Giriş Tarihi: 17 Temmuz 2022, 22:03
Dünya genelinde küresel ekonomik kriz giderek derinleşiyor. Salgınla başlayan tedarik zincirindeki bozulmalar, petrol fiyatlarının yükselmesi, enerji krizi, emtia fiyatlarındaki artış ve enflasyondaki yükselme tüm ülkeleri zora soktu. Üstüne Rusya-Ukrayna savaşının yaşanması da bardağı taşırdı. Bu yılın en olumsuz tablosu ise ülkelerin borcunun giderek artması olacak.
Devletlerin, özel sektörün ve bireylerin borçları giderek artıyor. Ülkeler borçlarını erteliyor.
Dünyanın en büyük ikinci ekonomisi Çin'de gayrimenkul krizi yaşanıyor. Korkarım bu olay dünya genelinde yeni bir finansal krizin patlayacağının da haberini veriyor.
Öte yandan Dünya Bankası bu yıl için küresel büyüme tahminini yüzde 3.2'den yüzde 2.9'a düşürdü. Oysa küresel ekonomi 2021'de yüzde 5.7 büyümüştü. Bankanın Küresel Ekonomik Beklentiler raporunda, dünya ekonomisinde 80 yıldan bu yana en büyük yavaşlama olacağı öngörülüyor. ABD için 2022 büyüme tahmini yüzde 3.7'den yüzde 2.5'e, Euro Bölgesi için ise yüzde 4.2'den yüzde 2.5'e düşürüldü. Çin'in yüzde 8.1'den yüzde 4.3'e gerilemesini bekleniyor.
Bankanın Başkanı David Malpass, "Ukrayna'daki savaş, Çin'deki karantinalar, tedarik zinciri sıkıntıları ve stagflasyon riski büyüme üzerinde baskıya neden oluyor. Birçok ülke için resesyondan kaçış zorlu olacak" diyor.
EKONOMİLER DARBE ALDI
Ülkeler para politikalarında yenilikler yapmaya çalışsa da tablo karamsar. FED ve İngiltere Merkez Bankasının faiz artırması ile birçok ülke bu yolu tercih ediyor. Ortak dert ekonominin düzene girmesi ve bunun için panik devam ediyor.
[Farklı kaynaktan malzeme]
//! Look, stance intents and gravity override.

use glam::{Vec2, Vec3};

use super::config::MovementConfig;
use super::state::{LookRotation, PawnState, PhysicalState};

/// Everything the stepper needs from the pawn for one tick.
#[derive(Debug, Clone, Copy, PartialEq)]
pub struct MoveIntent {
    /// Strafe axis (-1.0 to 1.0).
    pub horizontal: f32,
    /// Forward axis (-1.0 to 1.0).
    pub vertical: f32,
    /// Look the movement basis is built from.
    pub look: LookRotation,
    /// Effective crouch (intent and ability).
    pub crouched: bool,
    /// Effective sprint (intent and ability).
    pub sprinting: bool,
}

impl PawnState {
    /// Add a look delta (yaw, pitch) and clamp pitch to the configured limits.
    pub fn apply_look(&mut self, delta: Vec2, config: &MovementConfig) {
        self.look = self.look.rotated(delta, config.min_pitch, config.max_pitch);
    }

    /// Overwrite the look rotation (reconciliation of observed entities).
    pub fn set_look(&mut self, look: LookRotation, config: &MovementConfig) {
        self.look = LookRotation::new(look.pitch.clamp(config.min_pitch, config.max_pitch), look.yaw);
    }

    pub fn set_sprint(&mut self, sprint: bool) {
        self.sprint_intent = sprint;
    }

    pub fn set_crouch(&mut self, crouch: bool) {
        self.crouch_intent = crouch;
    }

    pub fn is_sprinting(&self, config: &MovementConfig) -> bool {
        self.sprint_intent && config.can_sprint_ever
    }

    pub fn is_crouched(&self, config: &MovementConfig) -> bool {
        self.crouch_intent && config.can_crouch_ever
    }

    /// Update the root height target from the crouch state.
    pub fn update_crouch_height(&mut self, config: &MovementConfig) {
        self.crouch_height = config.root_height(self.is_crouched(config));
    }

    /// Speed cap for the current intents.
    pub fn max_speed(&self, config: &MovementConfig) -> f32 {
        config.max_speed(self.is_crouched(config), self.is_sprinting(config))
    }

    // ========================================================================
    // Gravity
    // ========================================================================

    /// Set the gravity override. A change pauses the ground constraint so the
    /// character is not snapped back down under the new direction.
    ///
    /// Returns whether the override changed.
    pub fn set_gravity(&mut self, gravity: Vec3, physical: &mut PhysicalState) -> bool {
        if gravity == self.gravity_override {
            return false;
        }
        physical.pause_ground_constraint();
        self.gravity_override = gravity;
        true
    }

    /// Whether a gravity region currently overrides the base gravity.
    pub fn is_gravity_altered(&self, config: &MovementConfig) -> bool {
        self.gravity_override != config.gravity
    }

    /// Gravity the stepper should use this tick.
    pub fn active_gravity(&self, config: &MovementConfig) -> Vec3 {
        if self.is_gravity_altered(config) {
            self.gravity_override
        } else {
            config.gravity
        }
    }

    /// Build the stepper intent for the given axes.
    pub fn move_intent(&self, horizontal: f32, vertical: f32, config: &MovementConfig) -> MoveIntent {
        MoveIntent {
            horizontal,
            vertical,
            look: self.look,
            crouched: self.is_crouched(config),
            sprinting: self.is_sprinting(config),
        }
    }
}

#[cfg(test)]
mod tests {
    use super::*;
    use std::f32::consts::PI;

    #[test]
    fn test_pitch_is_clamped() {
        let config = MovementConfig::default();
        let mut pawn = PawnState::new(&config);

        let deltas = [3.0, -0.2, -10.0, 0.5, 100.0, -0.01];
        for delta in deltas {
            pawn.apply_look(Vec2::new(0.0, delta), &config);
            assert!(pawn.look.pitch >= config.min_pitch);
            assert!(pawn.look.pitch <= config.max_pitch);
        }
    }

    #[test]
    fn test_yaw_wraps() {
        let config = MovementConfig::default();
        let mut pawn = PawnState::new(&config);

        pawn.apply_look(Vec2::new(PI * 1.5, 0.0), &config);
        assert!((pawn.look.yaw + PI * 0.5).abs() < 1e-5);
    }

    #[test]
    fn test_crouch_overrides_sprint() {
        let config = MovementConfig::default();
        let mut pawn = PawnState::new(&config);
        pawn.set_sprint(true);
        pawn.set_crouch(true);

        assert_eq!(pawn.max_speed(&config), config.max_speed_crouched);
    }

    #[test]
    fn test_crouch_height_target() {
        let config = MovementConfig::default();
        let mut pawn = PawnState::new(&config);

        pawn.set_crouch(true);
        pawn.update_crouch_height(&config);
        assert_eq!(pawn.crouch_height, config.crouched_height);

        pawn.set_crouch(false);
        pawn.update_crouch_height(&config);
        assert_eq!(pawn.crouch_height, config.uncrouched_height);
    }

    #[test]
    fn test_crouch_disabled() {
        let config = MovementConfig {
            can_crouch_ever: false,
            ..Default::default()
        };
        let mut pawn = PawnState::new(&config);
        pawn.set_crouch(true);
        assert!(!pawn.is_crouched(&config));
        assert_eq!(pawn.max_speed(&config), config.max_speed_walking);
    }

    #[test]
    fn test_gravity_override_enter_and_exit() {
        let config = MovementConfig::default();
        let mut pawn = PawnState::new(&config);
        let mut physical = PhysicalState::new(Vec3::ZERO);
        let region = Vec3::new(0.0, 9.81, 0.0);

        assert!(pawn.set_gravity(region, &mut physical));
        assert!(!physical.constrained_to_ground);
        assert_eq!(pawn.active_gravity(&config), region);

        physical.constrained_to_ground = true;
        assert!(pawn.set_gravity(config.gravity, &mut physical));
        assert_eq!(pawn.active_gravity(&config), config.gravity);
        assert!(!pawn.is_gravity_altered(&config));
    }

    #[test]
    fn test_unchanged_gravity_keeps_constraint() {
        let config = MovementConfig::default();
        let mut pawn = PawnState::new(&config);
        let mut physical = PhysicalState::new(Vec3::ZERO);

        assert!(!pawn.set_gravity(config.gravity, &mut physical));
        assert!(physical.constrained_to_ground);
    }
}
Çünkü ekonomiler darbe aldı. Nasıl ki vücuda mikrop girdiğinde bağışıklık sistemi çöküyorsa aynı durum ekonomiler için de geçerli. Küresel kriz elbette dünya ticaret hacminin büyüme hızını düşürüyor. Haliyle kapitalist sistem de zarar görüyor. Çünkü kapitalist sistem, uluslararası ticaretin gelişmesinin uluslararası refahı artıracağını kabul etmektedir. Böylece sermaye hareketi dünyanın her yerinde rahatça dönebilmektedir. Nerede fazla para varsa, ticaret o alana kayar. Ticaret iyi güzel de etik olmayan yaklaşımların artması ve birçok ülkede kamu otoritesinin buna ses çıkaramaması yeni sorunları doğurmaktadır.
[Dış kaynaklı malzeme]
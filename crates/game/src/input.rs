//! Controlling-side input sampling.
//!
//! Raw input arrives once per rendered frame; the simulation consumes one
//! [`InputRecord`] per tick. The sampler sits in between: it accumulates
//! look deltas and one-shot buttons across frames and packages them when the
//! tick fires.

use glam::Vec2;
use serde::{Deserialize, Serialize};
use vantage_physics::{CommandButtons, InputRecord, LookRotation, MovementConfig};

/// Look sensitivity and inversion.
#[derive(Debug, Clone, Copy, PartialEq, Serialize, Deserialize)]
pub struct LookSettings {
    /// Multiplier for raw (yaw, pitch) look input.
    pub sensitivity: Vec2,

    /// Invert vertical look.
    pub invert: bool,
}

impl Default for LookSettings {
    fn default() -> Self {
        Self {
            sensitivity: Vec2::new(1.5, 1.25),
            invert: false,
        }
    }
}

impl LookSettings {
    /// Scale a raw look delta into a (yaw, pitch) delta in radians.
    pub fn scale(&self, raw: Vec2) -> Vec2 {
        let pitch_sign = if self.invert { -1.0 } else { 1.0 };
        Vec2::new(raw.x * self.sensitivity.x, raw.y * self.sensitivity.y * pitch_sign)
    }
}

/// Raw input for a single rendered frame.
#[derive(Debug, Clone, Copy, Default, PartialEq, Serialize, Deserialize)]
pub struct FrameInput {
    /// Strafe axis this frame.
    pub horizontal: f32,

    /// Forward axis this frame.
    pub vertical: f32,

    /// Raw look delta this frame (x = yaw, y = pitch).
    pub look_delta: Vec2,

    pub jump: bool,
    pub sprint: bool,
    pub crouch: bool,
}

/// Accumulates per-frame input into one record per tick.
#[derive(Debug, Clone)]
pub struct InputSampler {
    settings: LookSettings,
    min_pitch: f32,
    max_pitch: f32,

    horizontal: f32,
    vertical: f32,
    buttons: CommandButtons,
    look_accumulator: Vec2,

    /// Look applied locally every frame for the first-person camera.
    local_look: LookRotation,
}

impl InputSampler {
    pub fn new(settings: LookSettings, config: &MovementConfig) -> Self {
        Self {
            settings,
            min_pitch: config.min_pitch,
            max_pitch: config.max_pitch,
            horizontal: 0.0,
            vertical: 0.0,
            buttons: CommandButtons::default(),
            look_accumulator: Vec2::ZERO,
            local_look: LookRotation::default(),
        }
    }

    /// Fold one frame of raw input into the pending record.
    ///
    /// Axes are overwritten, buttons stay set until the next sample and look
    /// deltas are summed.
    pub fn record_frame(&mut self, frame: &FrameInput) {
        self.horizontal = frame.horizontal;
        self.vertical = frame.vertical;

        if frame.jump {
            self.buttons.press(CommandButtons::JUMP);
        }
        if frame.sprint {
            self.buttons.press(CommandButtons::SPRINT);
        }
        if frame.crouch {
            self.buttons.press(CommandButtons::CROUCH);
        }

        let delta = self.settings.scale(frame.look_delta);
        if delta.is_finite() {
            self.look_accumulator += delta;
            self.local_look = self.local_look.rotated(delta, self.min_pitch, self.max_pitch);
        }
    }

    /// Package everything since the previous sample and reset the
    /// accumulators. The tick tag is left for the simulation to assign.
    pub fn sample(&mut self) -> InputRecord {
        let record = InputRecord::new(self.horizontal, self.vertical, self.buttons, self.look_accumulator);

        self.buttons = CommandButtons::default();
        self.look_accumulator = Vec2::ZERO;

        record
    }

    /// Look the camera should show right now.
    pub fn local_look(&self) -> LookRotation {
        self.local_look
    }

    /// Re-align the local look, e.g. after spawning.
    pub fn set_local_look(&mut self, look: LookRotation) {
        self.local_look = look;
    }

    pub fn settings(&self) -> &LookSettings {
        &self.settings
    }
}

#[cfg(test)]
mod tests {
    use super::*;

    fn sampler() -> InputSampler {
        let settings = LookSettings {
            sensitivity: Vec2::ONE,
            invert: false,
        };
        InputSampler::new(settings, &MovementConfig::default())
    }

    #[test]
    fn test_look_accumulates_across_frames() {
        let mut sampler = sampler();
        for _ in 0..4 {
            sampler.record_frame(&FrameInput {
                look_delta: Vec2::new(0.01, 0.02),
                ..Default::default()
            });
        }

        let record = sampler.sample();
        assert!((record.look.x - 0.04).abs() < 1e-6);
        assert!((record.look.y - 0.08).abs() < 1e-6);
    }

    #[test]
    fn test_sample_clears_one_shot_input() {
        let mut sampler = sampler();
        sampler.record_frame(&FrameInput {
            horizontal: 1.0,
            jump: true,
            sprint: true,
            crouch: true,
            look_delta: Vec2::new(0.1, 0.0),
            ..Default::default()
        });
        // Button released on a later frame in the same tick still counts
        sampler.record_frame(&FrameInput {
            horizontal: 1.0,
            ..Default::default()
        });

        let first = sampler.sample();
        assert!(first.wants_jump());
        assert!(first.wants_sprint());
        assert!(first.wants_crouch());
        assert_eq!(first.horizontal, 1.0);

        let second = sampler.sample();
        assert!(!second.wants_jump());
        assert!(!second.wants_sprint());
        assert!(!second.wants_crouch());
        assert_eq!(second.look, Vec2::ZERO);
        assert_eq!(second.horizontal, 1.0);
    }

    #[test]
    fn test_axes_are_clamped() {
        let mut sampler = sampler();
        sampler.record_frame(&FrameInput {
            horizontal: 4.0,
            vertical: f32::NAN,
            ..Default::default()
        });

        let record = sampler.sample();
        assert_eq!(record.horizontal, 1.0);
        assert_eq!(record.vertical, 0.0);
    }

    #[test]
    fn test_sensitivity_and_invert() {
        let settings = LookSettings {
            sensitivity: Vec2::new(2.0, 3.0),
            invert: true,
        };
        let mut sampler = InputSampler::new(settings, &MovementConfig::default());
        sampler.record_frame(&FrameInput {
            look_delta: Vec2::new(0.1, 0.1),
            ..Default::default()
        });

        let record = sampler.sample();
        assert!((record.look.x - 0.2).abs() < 1e-6);
        assert!((record.look.y + 0.3).abs() < 1e-6);
    }

    #[test]
    fn test_local_look_is_clamped() {
        let config = MovementConfig::default();
        let mut sampler = sampler();
        for _ in 0..100 {
            sampler.record_frame(&FrameInput {
                look_delta: Vec2::new(0.0, 0.5),
                ..Default::default()
            });
        }

        assert!(sampler.local_look().pitch <= config.max_pitch);
        assert!((sampler.local_look().pitch - config.max_pitch).abs() < 1e-6);
    }
}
Ticaretin fırsatçı insanların elinde olması 10 dolar maliyetli ürünlerin 150 dolara satılması yeni dünya düzeninde olmamalıdır. Gelelim ülkemize... Dünya Bankası, Türkiye ekonomisinin bu sene yüzde 2.3, 2023'te yüzde 3.2 büyümesini öngörüyor. Küresel ekonomik krizden en çok gelişmekte olan ülkeler zara görüyor. Ancak ülkemizin önünde çok büyük fırsatlar olduğunu bir kez daha vurguluyorum.
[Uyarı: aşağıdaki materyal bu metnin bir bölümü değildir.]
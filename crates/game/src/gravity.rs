//! Gravity regions and the replay context.
//!
//! Volumes are checked after every step. Entering a gravity volume sets the
//! entity's gravity override, leaving the last one restores the base gravity.
//! Gravity calls that happen while the entity is being replayed are ignored:
//! the authoritative snapshot already carries the override the replay starts
//! from, and applying it again would pause the ground constraint mid-replay.

use std::collections::{BTreeSet, HashMap};

use glam::Vec3;
use serde::{Deserialize, Serialize};
use vantage_physics::Tick;

use crate::entity::EntityId;

/// Whether the current execution is a reconciliation replay.
#[derive(Debug, Clone, Copy, Default, PartialEq, Eq)]
pub struct ReplayContext {
    replay: Option<ReplayWindow>,
}

/// The entity and tick range being replayed.
#[derive(Debug, Clone, Copy, PartialEq, Eq)]
pub struct ReplayWindow {
    pub entity: EntityId,
    /// Snapshot tick the replay starts after.
    pub from: Tick,
    /// Last tick that will be replayed.
    pub to: Tick,
}

impl ReplayContext {
    /// Context for a live tick or an out-of-tick call.
    pub fn live() -> Self {
        Self { replay: None }
    }

    pub fn replay(entity: EntityId, from: Tick, to: Tick) -> Self {
        Self {
            replay: Some(ReplayWindow { entity, from, to }),
        }
    }

    pub fn is_replaying(&self) -> bool {
        self.replay.is_some()
    }

    /// Whether `entity` is the one being replayed.
    pub fn is_replaying_entity(&self, entity: EntityId) -> bool {
        self.replay.is_some_and(|window| window.entity == entity)
    }

    pub fn window(&self) -> Option<ReplayWindow> {
        self.replay
    }
}

/// Something whose gravity a region can change.
pub trait GravityTarget {
    fn gravity_entity(&self) -> EntityId;

    /// Apply a gravity vector. Returns whether the active gravity changed.
    fn set_gravity(&mut self, gravity: Vec3, context: &ReplayContext) -> bool;
}

/// What a volume does to entities inside it.
#[derive(Debug, Clone, Copy, PartialEq, Serialize, Deserialize)]
pub enum VolumeKind {
    /// Overrides gravity while inside.
    Gravity(Vec3),
    /// Recognised but does not change movement.
    Swim,
}

/// Axis-aligned trigger volume.
#[derive(Debug, Clone, Copy, PartialEq, Serialize, Deserialize)]
pub struct Volume {
    pub min: Vec3,
    pub max: Vec3,
    pub kind: VolumeKind,
}

impl Volume {
    pub fn new(min: Vec3, max: Vec3, kind: VolumeKind) -> Self {
        Self {
            min: min.min(max),
            max: min.max(max),
            kind,
        }
    }

    pub fn contains(&self, point: Vec3) -> bool {
        point.cmpge(self.min).all() && point.cmple(self.max).all()
    }
}

/// Tracks which volumes each entity is in and forwards gravity changes.
#[derive(Debug, Clone)]
pub struct GravityVolumeBridge {
    base_gravity: Vec3,
    volumes: Vec<Volume>,
    occupancy: HashMap<EntityId, BTreeSet<usize>>,
    deferred: HashMap<EntityId, Vec3>,
}

impl GravityVolumeBridge {
    pub fn new(base_gravity: Vec3) -> Self {
        Self {
            base_gravity,
            volumes: Vec::new(),
            occupancy: HashMap::new(),
            deferred: HashMap::new(),
        }
    }

    pub fn add_volume(&mut self, volume: Volume) {
        self.volumes.push(volume);
    }

    pub fn volumes(&self) -> &[Volume] {
        &self.volumes
    }

    pub fn is_empty(&self) -> bool {
        self.volumes.is_empty()
    }

    /// Forget an entity (despawned).
    pub fn remove_entity(&mut self, entity: EntityId) {
        self.occupancy.remove(&entity);
        self.deferred.remove(&entity);
    }

    /// Take the gravity change held back while `entity` was being replayed.
    pub fn take_deferred(&mut self, entity: EntityId) -> Option<Vec3> {
        self.deferred.remove(&entity)
    }

    /// Check `position` against every volume and forward enter/exit
    /// transitions to `target`.
    ///
    /// Occupancy is tracked in replays too, so the first live tick after a
    /// replay does not report a transition the replay already crossed. A
    /// change the target refuses during its own replay is held until
    /// [`Self::take_deferred`].
    pub fn update(&mut self, target: &mut dyn GravityTarget, position: Vec3, context: &ReplayContext) {
        let entity = target.gravity_entity();
        let inside: BTreeSet<usize> = self
            .volumes
            .iter()
            .enumerate()
            .filter(|(_, volume)| volume.contains(position))
            .map(|(index, _)| index)
            .collect();

        let previous = self.occupancy.entry(entity).or_default();
        if *previous == inside {
            return;
        }

        let mut gravity_changed = false;
        for &index in previous.symmetric_difference(&inside) {
            let entered = inside.contains(&index);
            match self.volumes[index].kind {
                VolumeKind::Gravity(_) => gravity_changed = true,
                VolumeKind::Swim => {
                    log::debug!(
                        "entity {} {} swim volume {}",
                        entity,
                        if entered { "entered" } else { "left" },
                        index
                    );
                }
            }
        }
        *previous = inside;

        if gravity_changed {
            // Most recently added volume wins when they overlap
            let gravity = previous
                .iter()
                .rev()
                .find_map(|&index| match self.volumes[index].kind {
                    VolumeKind::Gravity(gravity) => Some(gravity),
                    VolumeKind::Swim => None,
                })
                .unwrap_or(self.base_gravity);
            if context.is_replaying_entity(entity) {
                if !target.set_gravity(gravity, context) {
                    self.deferred.insert(entity, gravity);
                }
            } else {
                self.deferred.remove(&entity);
                target.set_gravity(gravity, context);
            }
        }
    }
}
Eğer fırsatları değerlendirebilirsek lider ülke oluruz. Bunu birçok ülke de fark ediyor.
GİRİŞİMCİLER DESTAN YAZDI
Mesela Uluslararası Finans Enstitüsü Baş Ekonomisti Robin Brooks, Türkiye'nin küresel ekonomide başarılı olması ve yüksek ihracat rakamları için şartların fazlasıyla var olduğunu belirterek, "Gelişmekte olan ülkeler arasında patlama yapması muhtemel olan Türkiye'nin ekonomisi, makro istikrar ve sonrasında patlama yapabilir" diyor. Gerçekten de ülkemiz onca dalgalarla boğuşurken girişimcilerin liderliği ile bir yandan da destan yazıyor.
Verilere göre, Ocak - Haziran arası sanayi grubuna bağlı 16 sektörün 12 tanesi ihracatta rekora imza attı. Tekstil ve hammaddeleri 5 milyar 391 milyon dolar, deri ve deri mamulleri 978 milyon 608 bin, kimyevi maddeler ve mamulleri 16 milyar 748 milyon, elektrik ve elektronik 7 milyar 343 milyon, hazır giyim ve konfeksiyon 10 milyar 795 milyon, makine ve aksamları 4 milyar 968 milyon, demir ve demir dışı metaller 7 milyar 817 milyon, çelik sektörü 11 milyar 896 milyon, çimento cam seramik ve toprak ürünleri 2 milyar 830 milyon, mücevher sektörü 2 milyar 697 milyon, savunma ve havacılık sanayii 1 milyar 984 milyon ve iklimlendirme sanayii 3.3 milyar dolarla tüm zamanların en yüksek 6 aylık ihracatına ulaştı. Sanayi Odalarını, TİM'i, İhracatçı Birliklerini, TOBB'u ve elbette ülkesi için mücadele eden sanayici- girişimcileri tebrik etmek lazım. Onların önündeki dalgalar, tüm engeller aşıldığında kim bilir hangi limanlara demir atacak...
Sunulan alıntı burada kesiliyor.